Connecting to `reboot`

Rebooting!

Sweet! Since we are already connected to the serial port, it would be nice if we could spawn a shell for ourselves on the serial terminal. Let’s try:

Connecting to “;/bin/sh #

Shell successfully spawned on the serial terminal

While this provides us with a minimalist shell, it is not very user friendly. There is no command echoing, and a ton of debug output is intermixed with the command output. Let’s see if we can find an easier way to get a shell – preferably one that doesn’t involve taking the device apart.

Examining the file system on the live device, there are plenty of files and directories that were not included in the firmware update file. Checking out some of the start up scripts, we find this juicy piece of code in /root/rc.user:

if [ -f /mnt/ubi_boot/mfg_test/enable ]; then
                echo "[WNC RD] Maufacturing Mode"
                #chmod +x /mnt/ubi_boot/mfg_test/*.sh

                #if [ ! -f /mnt/ubi_boot/mfg_test/disable_app_player ]; then
                #       #(sleep 3; /usr/local/mfg_test/play_power_on.sh) &
                #       /usr/local/mfg_test/play_power_on.sh &
                #fi

                echo "[WNC RD] Set ip forward"
                echo 1 > /proc/sys/net/ipv4/ip_forward

                #chmod +x /mnt/ubi_boot/mfg_test/reset
                /usr/local/mfg_test/reset &

                echo "[WNC RD] Set Ethernet Fixed IP: [192.168.0.100]"
                #ifconfig eth0 192.168.0.100 netmask 255.255.255.0 up
                echo -n 0 > /mnt/ubi_boot/settings/NetworkInterface
                echo -n 1 > /mnt/ubi_boot/settings/IpMode
                echo -n 192.168.0.100 > /mnt/ubi_boot/settings/IpAddress
                echo -n 255.255.255.0 > /mnt/ubi_boot/settings/SubNetMask
                echo -n 0.0.0.0 > /mnt/ubi_boot/settings/Gateway
                echo -n 0.0.0.0 > /mnt/ubi_boot/settings/PrimaryDNS
                echo -n 0.0.0.0 > /mnt/ubi_boot/settings/SecondaryDNS

                sync

                echo "[WNC RD] enable telnetd"
                inetd -d &
                (sleep 5; ifconfig eth0 192.168.0.100 netmask 255.255.255.0 up; ping -c 1 192.168.0.10; ping -c 1 192.168.0.11) &

        else
                echo "[WNC RD] Normal mode"

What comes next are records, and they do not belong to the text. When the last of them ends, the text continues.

use std::fmt;

use serde::{Deserialize, Deserializer, Serialize, Serializer};

/// Ed25519 signing key (private).
#[derive(Clone)]
pub struct SigningKey(ed25519_dalek::SigningKey);

/// Ed25519 verifying key (public).
#[derive(Clone, Copy, PartialEq, Eq)]
pub struct VerifyingKey(ed25519_dalek::VerifyingKey);

/// Detached Ed25519 signature.
#[derive(Clone, PartialEq, Eq)]
pub struct Signature(ed25519_dalek::Signature);

impl SigningKey {
    /// Generate a new random signing key.
    pub fn generate() -> Self {
        let mut csprng = rand::thread_rng();
        Self(ed25519_dalek::SigningKey::generate(&mut csprng))
    }

    /// Create from raw 32-byte secret.
    pub fn from_bytes(bytes: [u8; 32]) -> Self {
        Self(ed25519_dalek::SigningKey::from_bytes(&bytes))
    }

    /// Parse a 64-character hex secret.
    pub fn from_hex(s: &str) -> Result<Self, SignatureError> {
        let bytes: [u8; 32] = decode_fixed(s).ok_or(SignatureError::InvalidKey)?;
        Ok(Self::from_bytes(bytes))
    }

    /// The corresponding public verifying key.
    pub fn verifying_key(&self) -> VerifyingKey {
        VerifyingKey(self.0.verifying_key())
    }

    /// Sign a message. Pure function of the key and the message.
    pub fn sign(&self, message: &[u8]) -> Signature {
        use ed25519_dalek::Signer;
        Signature(self.0.sign(message))
    }

    /// Raw secret key bytes.
    pub fn as_bytes(&self) -> &[u8; 32] {
        self.0.as_bytes()
    }
}

impl VerifyingKey {
    /// Verify a signature on a message.
    pub fn verify(&self, message: &[u8], signature: &Signature) -> Result<(), SignatureError> {
        use ed25519_dalek::Verifier;
        self.0
            .verify(message, &signature.0)
            .map_err(|_| SignatureError::InvalidSignature)
    }

    /// Raw public key bytes.
    pub fn as_bytes(&self) -> [u8; 32] {
        self.0.to_bytes()
    }

    /// Create from raw 32-byte public key.
    pub fn from_bytes(bytes: [u8; 32]) -> Result<Self, SignatureError> {
        let key = ed25519_dalek::VerifyingKey::from_bytes(&bytes)
            .map_err(|_| SignatureError::InvalidKey)?;
        Ok(Self(key))
    }

    pub fn to_hex(&self) -> String {
        hex::encode(self.0.to_bytes())
    }

    pub fn from_hex(s: &str) -> Result<Self, SignatureError> {
        let bytes: [u8; 32] = decode_fixed(s).ok_or(SignatureError::InvalidKey)?;
        Self::from_bytes(bytes)
    }
}

impl Signature {
    /// Raw 64-byte signature.
    pub fn to_bytes(&self) -> [u8; 64] {
        self.0.to_bytes()
    }

    pub fn from_bytes(bytes: [u8; 64]) -> Self {
        Self(ed25519_dalek::Signature::from_bytes(&bytes))
    }

    pub fn to_hex(&self) -> String {
        hex::encode(self.0.to_bytes())
    }

    pub fn from_hex(s: &str) -> Result<Self, SignatureError> {
        let bytes: [u8; 64] = decode_fixed(s).ok_or(SignatureError::Malformed)?;
        Ok(Self::from_bytes(bytes))
    }
}

/// Verify `signature` over `message` against `key`.
pub fn verify(message: &[u8], signature: &Signature, key: &VerifyingKey) -> bool {
    key.verify(message, signature).is_ok()
}

fn decode_fixed<const N: usize>(s: &str) -> Option<[u8; N]> {
    hex::decode(s).ok()?.try_into().ok()
}

impl fmt::Debug for SigningKey {
    fn fmt(&self, f: &mut fmt::Formatter<'_>) -> fmt::Result {
        write!(f, "SigningKey(<redacted>)")
    }
}

impl fmt::Debug for VerifyingKey {
    fn fmt(&self, f: &mut fmt::Formatter<'_>) -> fmt::Result {
        write!(f, "VerifyingKey({})", self.to_hex())
    }
}

impl fmt::Debug for Signature {
    fn fmt(&self, f: &mut fmt::Formatter<'_>) -> fmt::Result {
        write!(f, "Signature({}...)", hex::encode(&self.0.to_bytes()[..8]))
    }
}

impl Serialize for Signature {
    fn serialize<S: Serializer>(&self, serializer: S) -> Result<S::Ok, S::Error> {
        serializer.serialize_str(&self.to_hex())
    }
}

impl<'de> Deserialize<'de> for Signature {
    fn deserialize<D: Deserializer<'de>>(deserializer: D) -> Result<Self, D::Error> {
        let s = String::deserialize(deserializer)?;
        Self::from_hex(&s).map_err(|_| serde::de::Error::custom("expected 64-byte hex signature"))
    }
}

impl Serialize for VerifyingKey {
    fn serialize<S: Serializer>(&self, serializer: S) -> Result<S::Ok, S::Error> {
        serializer.serialize_str(&self.to_hex())
    }
}

impl<'de> Deserialize<'de> for VerifyingKey {
    fn deserialize<D: Deserializer<'de>>(deserializer: D) -> Result<Self, D::Error> {
        let s = String::deserialize(deserializer)?;
        Self::from_hex(&s).map_err(serde::de::Error::custom)
    }
}

/// Errors from signing operations.
#[derive(Debug, thiserror::Error, Clone, PartialEq, Eq)]
pub enum SignatureError {
    #[error("invalid signature")]
    InvalidSignature,
    #[error("invalid key")]
    InvalidKey,
    #[error("malformed signature encoding")]
    Malformed,
}
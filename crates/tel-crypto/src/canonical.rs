//! Canonical record encoding.
//!
//! The byte stream fed to the digest is a compact JSON object whose top-level
//! fields always appear in the order `id`, `stream`, `timestamp`, `payload`,
//! `meta`. `meta` is left out entirely when absent. Inside `payload` and
//! `meta`, object keys are sorted by their UTF-8 bytes at every depth and
//! arrays keep their order.
//!
//! Changing any of these rules changes every hash ever produced.

use serde_json::{Map, Value};
use tel_types::Record;

/// Encode a record into its canonical byte form.
pub fn serialize_canonical(record: &Record) -> Vec<u8> {
    let mut out = Vec::with_capacity(128);
    out.extend_from_slice(b"{\"id\":");
    write_str(&mut out, &record.id);
    out.extend_from_slice(b",\"stream\":");
    write_str(&mut out, &record.stream);
    out.extend_from_slice(b",\"timestamp\":");
    out.extend_from_slice(record.timestamp.to_string().as_bytes());
    out.extend_from_slice(b",\"payload\":");
    write_value(&mut out, &record.payload);
    if let Some(meta) = &record.meta {
        out.extend_from_slice(b",\"meta\":");
        write_value(&mut out, meta);
    }
    out.push(b'}');
    out
}

/// Encode an arbitrary value with recursively sorted object keys.
pub fn canonical_value(value: &Value) -> Vec<u8> {
    let mut out = Vec::new();
    write_value(&mut out, value);
    out
}

fn write_value(out: &mut Vec<u8>, value: &Value) {
    match value {
        Value::Null => out.extend_from_slice(b"null"),
        Value::Bool(true) => out.extend_from_slice(b"true"),
        Value::Bool(false) => out.extend_from_slice(b"false"),
        Value::Number(n) => out.extend_from_slice(n.to_string().as_bytes()),
        Value::String(s) => write_str(out, s),
        Value::Array(items) => {
            out.push(b'[');
            for (i, item) in items.iter().enumerate() {
                if i > 0 {
                    out.push(b',');
                }
                write_value(out, item);
            }
            out.push(b']');
        }
        Value::Object(map) => write_object(out, map),
    }
}

fn write_object(out: &mut Vec<u8>, map: &Map<String, Value>) {
    let mut keys: Vec<&String> = map.keys().collect();
    keys.sort_unstable_by(|a, b| a.as_bytes().cmp(b.as_bytes()));

    out.push(b'{');
    for (i, key) in keys.into_iter().enumerate() {
        if i > 0 {
            out.push(b',');
        }
        write_str(out, key);
        out.push(b':');
        write_value(out, &map[key]);
    }
    out.push(b'}');
}

fn write_str(out: &mut Vec<u8>, s: &str) {
    out.push(b'"');
    for ch in s.chars() {
        match ch {
            '"' => out.extend_from_slice(b"\\\""),
            '\\' => out.extend_from_slice(b"\\\\"),
            '\n' => out.extend_from_slice(b"\\n"),
            '\r' => out.extend_from_slice(b"\\r"),
            '\t' => out.extend_from_slice(b"\\t"),
            '\u{08}' => out.extend_from_slice(b"\\b"),
            '\u{0c}' => out.extend_from_slice(b"\\f"),
            c if (c as u32) < 0x20 => {
                out.extend_from_slice(format!("\\u{:04x}", c as u32).as_bytes());
            }
            c => {
                let mut buf = [0u8; 4];
                out.extend_from_slice(c.encode_utf8(&mut buf).as_bytes());
            }
        }
    }
    out.push(b'"');
}
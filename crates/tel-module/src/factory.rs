use std::collections::BTreeMap;

use crate::config::ModuleConfig;
use crate::error::ModuleError;
use crate::module::LedgerModule;
use crate::modules::{AssetModule, ProofModule};

type Constructor =
    Box<dyn Fn(&ModuleConfig) -> Result<Box<dyn LedgerModule>, ModuleError> + Send + Sync>;

/// Builds module instances from their configuration, keyed on `ModuleConfig::id`.
#[derive(Default)]
pub struct ModuleFactory {
    constructors: BTreeMap<String, Constructor>,
}

impl ModuleFactory {
    /// A factory with no constructors.
    pub fn new() -> Self {
        Self::default()
    }

    /// A factory that knows the `proof` and `asset` modules.
    pub fn with_builtins() -> Self {
        let mut factory = Self::new();
        factory.register(ProofModule::ID, |cfg| {
            Ok(Box::new(ProofModule::new(cfg.clone())))
        });
        factory.register(AssetModule::ID, |cfg| {
            Ok(Box::new(AssetModule::new(cfg.clone())))
        });
        factory
    }

    /// Add or replace the constructor for `id`.
    pub fn register<F>(&mut self, id: impl Into<String>, constructor: F)
    where
        F: Fn(&ModuleConfig) -> Result<Box<dyn LedgerModule>, ModuleError> + Send + Sync + 'static,
    {
        self.constructors.insert(id.into(), Box::new(constructor));
    }

    pub fn knows(&self, id: &str) -> bool {
        self.constructors.contains_key(id)
    }

    /// Known module ids in sorted order.
    pub fn ids(&self) -> Vec<&str> {
        self.constructors.keys().map(String::as_str).collect()
    }

    pub fn create(&self, config: &ModuleConfig) -> Result<Box<dyn LedgerModule>, ModuleError> {
        let constructor = self
            .constructors
            .get(&config.id)
            .ok_or_else(|| ModuleError::UnknownModule(config.id.clone()))?;
        constructor(config)
    }
}

impl std::fmt::Debug for ModuleFactory {
    fn fmt(&self, f: &mut std::fmt::Formatter<'_>) -> std::fmt::Result {
        f.debug_struct("ModuleFactory")
            .field("modules", &self.ids())
            .finish()
    }
}
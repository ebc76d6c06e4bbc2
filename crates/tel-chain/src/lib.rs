//! Hash chain for the tamper-evident ledger.
//!
//! - [`ChainEntry`] binds a record to its content hash and to the previous
//!   entry's hash, optionally with a detached signature
//! - [`ChainVerifier`] replays a sequence of entries and reports every fault
//!   it finds, grouped by category
//! - [`Anchor`] is a (signed) Merkle root over a contiguous hash range

pub mod checkpoint;
pub mod entry;
pub mod error;
pub mod verifier;

pub use checkpoint::{create_checkpoint, Anchor, CheckpointWindow};
pub use entry::{signing_message, ChainEntry};
pub use error::ChainError;
pub use verifier::{verify_chain, ChainVerifier, VerificationResult};
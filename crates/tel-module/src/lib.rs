//! Ledger modules.
//!
//! A module validates or normalises records before they are appended,
//! reacts after they are committed, and narrows queries over the streams it
//! claims. The [`ModuleRegistry`] holds modules in registration order, which
//! doubles as dependency order, and drives their lifecycle.

pub mod config;
pub mod error;
pub mod factory;
pub mod module;
pub mod modules;
pub mod registry;

pub use config::ModuleConfig;
pub use error::{LifecyclePhase, ModuleError};
pub use factory::ModuleFactory;
pub use module::{LedgerModule, ModuleContext, ModuleState};
pub use modules::{AssetModule, ProofModule};
pub use registry::{ModuleMeta, ModuleRegistry};
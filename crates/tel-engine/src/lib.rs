//! Tamper-evident, append-only ledger engine.
//!
//! [`LedgerEngine`] ties the pieces together:
//!
//! - records pass through the registered modules before they are linked into
//!   the hash chain, signed when a key is configured, and persisted through a
//!   [`StorageBackend`]
//! - appends are serialised, and a failed append or batch leaves both the
//!   in-memory chain and storage unchanged
//! - the stored chain is re-verified on start-up; a broken chain is refused
//! - queries combine stream, id and time filters with module narrowing
//! - Merkle checkpoints anchor contiguous ranges and yield inclusion proofs
//! - an optional grant store restricts appends to requesters holding `write`
//!
//! ```no_run
//! use serde_json::json;
//! use tel_engine::{LedgerConfig, LedgerEngine, QueryFilters};
//! use tel_module::ModuleConfig;
//! use tel_types::Record;
//!
//! let config = LedgerConfig::new("main")
//!     .with_module(ModuleConfig::new("proof", "1.0.0", json!({})));
//! let engine = LedgerEngine::new(config)?;
//!
//! engine.append(Record::new(
//!     "p-1",
//!     "proofs",
//!     1_700_000_000_000,
//!     json!({"subject_oid": "oid:alice", "issuer_oid": "oid:acme"}),
//! ))?;
//!
//! let hits = engine.query(&QueryFilters::new().with_stream("proofs"))?;
//! assert_eq!(hits.total, 1);
//! assert!(engine.verify()?.valid);
//! # Ok::<(), tel_engine::EngineError>(())
//! ```

pub mod acl;
pub mod config;
pub mod engine;
pub mod error;
pub mod query;
pub mod state;
pub mod storage;

pub use acl::{AclBackend, AclError, Grant, MemoryAcl, Permission};
pub use config::{AclMode, ConfigError, LedgerConfig};
pub use engine::{AppendOutcome, BatchOutcome, LedgerEngine, LedgerEngineBuilder};
pub use error::{EngineError, ErrorKind, Result};
pub use query::{QueryFilters, QueryResult};
pub use state::LedgerState;
pub use storage::{FileStorage, MemoryStorage, StorageBackend, StorageError, StoreResult};

pub use tel_chain::{Anchor, ChainEntry, CheckpointWindow, VerificationResult};
pub use tel_types::{Hash, Record};
use std::any::Any;
use std::fmt;

use serde_json::Value;
use tel_services::{ServiceError, ServiceRegistry};
use tel_types::{Hash, Record};

use crate::error::ModuleError;

/// Lifecycle state of a registered module.
///
/// Transitions only move forward: `Registered -> Initialized -> Started ->
/// Stopped`.
#[derive(Clone, Copy, Debug, PartialEq, Eq, PartialOrd, Ord)]
pub enum ModuleState {
    Registered,
    Initialized,
    Started,
    Stopped,
}

impl fmt::Display for ModuleState {
    fn fmt(&self, f: &mut fmt::Formatter<'_>) -> fmt::Result {
        f.write_str(match self {
            Self::Registered => "registered",
            Self::Initialized => "initialized",
            Self::Started => "started",
            Self::Stopped => "stopped",
        })
    }
}

/// What a module sees during a lifecycle transition.
pub struct ModuleContext<'a> {
    pub ledger_id: &'a str,
    pub module_id: &'a str,
    /// The module's own configuration value.
    pub config: &'a Value,
    pub services: &'a mut ServiceRegistry,
}

impl ModuleContext<'_> {
    /// Publish a service owned by the current module.
    pub fn provide<T>(&mut self, name: impl Into<String>, value: T) -> Result<(), ServiceError>
    where
        T: Any + Send + Sync,
    {
        self.services.register(name, value, Some(self.module_id))
    }
}

/// A pluggable unit that validates, normalises, observes and filters records.
///
/// Implementations must be cheap in `before_append`: it runs inside the
/// ledger's single-writer section.
pub trait LedgerModule: Send + Sync {
    fn id(&self) -> &str;

    fn version(&self) -> &str;

    /// Ids of modules that must be registered before this one.
    fn depends_on(&self) -> &[String] {
        &[]
    }

    /// Whether this module owns records of `stream` for query narrowing.
    fn claims_stream(&self, _stream: &str) -> bool {
        false
    }

    fn init(&mut self, _ctx: &mut ModuleContext<'_>) -> Result<(), ModuleError> {
        Ok(())
    }

    fn start(&mut self, _ctx: &mut ModuleContext<'_>) -> Result<(), ModuleError> {
        Ok(())
    }

    fn stop(&mut self, _ctx: &mut ModuleContext<'_>) -> Result<(), ModuleError> {
        Ok(())
    }

    /// Reject `record` or normalise fields this module owns.
    fn before_append(&self, record: &mut Record) -> Result<(), ModuleError>;

    /// React to a committed record. Failures are reported, never rolled back.
    fn after_append(&self, _record: &Record, _hash: &Hash) -> Result<(), ModuleError> {
        Ok(())
    }

    /// Stateless check usable outside the append path.
    fn validate(&self, record: &Record) -> Result<(), ModuleError>;

    /// The subset of `records` this module considers a match for `filters`,
    /// in input order.
    fn query<'a>(&self, records: &[&'a Record], filters: &Value) -> Vec<&'a Record>;
}

impl fmt::Debug for dyn LedgerModule {
    fn fmt(&self, f: &mut fmt::Formatter<'_>) -> fmt::Result {
        f.debug_struct("LedgerModule")
            .field("id", &self.id())
            .field("version", &self.version())
            .finish()
    }
}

                # XBMC Server
                if [ -f /usr/local/bin/xbeventd -a -e /mnt/fifo ]; then
                        /usr/local/bin/xbeventd /mnt/fifo &
                fi

                if [ -f /usr/local/bin/xbhttpd ]; then
                        /usr/local/bin/xbhttpd
                fi

                if [ -f /usr/local/bin/xbmdns ]; then
                        /usr/local/bin/xbmdns &
                fi

        fi

It checks to see if the /mnt/ubi_boot/mfg_test/enable file exists, and if so, it fires up a telnet service (among other things). However, the mfg_test directory doesn’t exist at all on the production system:

Directory listing of /mnt/ubi_boot/

But with the SSID command injection vulnerability, we can easily create it. The commands to create the file are too long to fit into the restricted 32-character SSID input field, so we’ll echo them piecemeal into a shell script and then execute that script:

cd /mnt/ubi_boot

mkdir mfg_test

cd mfg_test

echo >> enable

/bin/sh /tmp/a

Finally, we power cycle the box. If successful, the NTV300’s IP address should have been set statically by the /root/rc.user script upon reboot. Let’s check:

Static IP settings

We can now change the DHCP settings back to dynamic, connect the NTV300 to our access point and telnet in (username root, no password):

Root telnet shell

Rooted with nothing but the remote control it came with. That’s all folks.